Les papes Innocent III et Grégoire IX, à l'origine de l'Inquisition médievale, étant tous deux férus de droit romain, l'institution de tribunaux ecclésiastiques fut marquée par une dureté particulière ordonnant en effet de
mettre à mort l'hérétique.
L'Inquisition a été rendue possible par la conjonction de plusieurs idées : la notion d'hérésie ou d'erreur religieuse, d'une part et la notion de devoir religieux de l’État, d'autre part.
Cette conjonction est déjà visible dans l'Edit de Thessalonique de 380.
La lutte contre l'hérésie est en réalité perçue alors comme une question d'ordre public.

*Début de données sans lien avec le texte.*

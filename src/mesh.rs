use std::collections::{BTreeMap, HashMap};

use nalgebra::Point3;

use crate::{
    datatypes::{Element, MaterialId, Node, NodeTag},
    error::FootingError,
};

/// Nodes in a dense arena plus the element list referencing them by tag.
#[derive(Debug, Clone, Default, PartialEq)]
pub struct Mesh {
    nodes: Vec<Node>,
    index: HashMap<NodeTag, usize>,
    pub elements: Vec<Element>,
}

impl Mesh {
    /// Builds a mesh from loose parts, rejecting repeated node tags.
    ///
    /// Element references are not checked here; see `verify`.
    pub fn from_parts(nodes: Vec<Node>, elements: Vec<Element>) -> Result<Mesh, FootingError> {
        let mut index = HashMap::with_capacity(nodes.len());
        for (i, node) in nodes.iter().enumerate() {
            if index.insert(node.tag, i).is_some() {
                return Err(FootingError::Mesher(format!(
                    "duplicate node tag {}",
                    node.tag
                )));
            }
        }

        Ok(Mesh {
            nodes,
            index,
            elements,
        })
    }

    pub fn nodes(&self) -> &[Node] {
        &self.nodes
    }

    pub fn node(&self, tag: NodeTag) -> Option<&Node> {
        self.index.get(&tag).map(|&i| &self.nodes[i])
    }

    pub fn position(&self, tag: NodeTag) -> Option<Point3<f64>> {
        self.node(tag).map(|n| n.position)
    }

    pub fn node_count(&self) -> usize {
        self.nodes.len()
    }

    pub fn element_count(&self) -> usize {
        self.elements.len()
    }

    /// Element count per material, in ascending material order.
    pub fn material_counts(&self) -> BTreeMap<MaterialId, usize> {
        let mut counts = BTreeMap::new();
        for element in &self.elements {
            *counts.entry(element.material).or_insert(0) += 1;
        }
        counts
    }

    /// Sorted, deduplicated tags of every node used by `material` elements.
    pub fn nodes_of_material(&self, material: MaterialId) -> Vec<NodeTag> {
        let mut tags: Vec<NodeTag> = self
            .elements
            .iter()
            .filter(|e| e.material == material)
            .flat_map(|e| e.nodes.iter().copied())
            .collect();
        tags.sort_unstable();
        tags.dedup();
        tags
    }

    /// Tags of nodes shared between `material` elements and any other elements.
    pub fn shared_nodes(&self, material: MaterialId) -> Vec<NodeTag> {
        let own = self.nodes_of_material(material);
        let mut others: Vec<NodeTag> = self
            .elements
            .iter()
            .filter(|e| e.material != material)
            .flat_map(|e| e.nodes.iter().copied())
            .collect();
        others.sort_unstable();
        others.dedup();

        own.into_iter()
            .filter(|tag| others.binary_search(tag).is_ok())
            .collect()
    }
}

#[cfg(test)]
mod tests {
    use super::*;
    use crate::datatypes::CellKind;

    fn node(tag: NodeTag, x: f64, y: f64, z: f64) -> Node {
        Node {
            tag,
            position: Point3::new(x, y, z),
        }
    }

    #[test]
    fn rejects_duplicate_tags() {
        let nodes = vec![node(1, 0.0, 0.0, 0.0), node(1, 1.0, 0.0, 0.0)];
        assert!(Mesh::from_parts(nodes, vec![]).is_err());
    }

    #[test]
    fn finds_nodes_shared_across_materials() {
        let nodes = vec![
            node(1, 0.0, 0.0, 0.0),
            node(2, 1.0, 0.0, 0.0),
            node(3, 0.0, 1.0, 0.0),
            node(4, 0.0, 0.0, 1.0),
            node(5, 0.0, 0.0, -1.0),
        ];
        let elements = vec![
            Element::new(1, CellKind::Tetrahedron, vec![1, 2, 3, 4], 4).unwrap(),
            Element::new(2, CellKind::Tetrahedron, vec![1, 3, 2, 5], 1).unwrap(),
        ];
        let mesh = Mesh::from_parts(nodes, elements).unwrap();

        assert_eq!(mesh.shared_nodes(4), vec![1, 2, 3]);
        assert_eq!(mesh.material_counts().get(&1), Some(&1));
        assert_eq!(mesh.position(5), Some(Point3::new(0.0, 0.0, -1.0)));
        assert!(mesh.node(9).is_none());
    }
}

Les princes sont intéressés par sa répression à plusieurs titres, et l'autorité civile, pour préserver l'ordre public, comprend rapidement l'intérêt qu'elle peut avoir à lutter contre les hérésies et sanctionner des hérétiques de manière potentiellement autonome. A tel point que le décret civil
Ad abolendam (1184) de Lucius III fait de la répression de l'hérésie un élément constitutif du pouvoir de l'Empereur, en l'occurrence Frédéric Barberousse.
Ce 11 octobre 1231, donc est le jour où le Pape Grégoire IX confère à Conrad de Marbourg le titre d'
Inquisiteur, le premier homme à porter ce titre de sinistre mémoire en Allemagne. Pour ce faire, le pape le dispense d'emblée de suivre les obligations de la procédure canonique (
Te a cognitionibus causarum habere volumus excusatum) et l'autorise à procéder au mieux contre les hérétiques, mais en respectant les décrets papaux.
À la demande de Condrad de Marbourg, le pape édicte dès 1233 la première bulle de l’Histoire contre les sorcières, la
Vox in Rama en y décrivant
le sabbat des sorciers et leur culte du diable.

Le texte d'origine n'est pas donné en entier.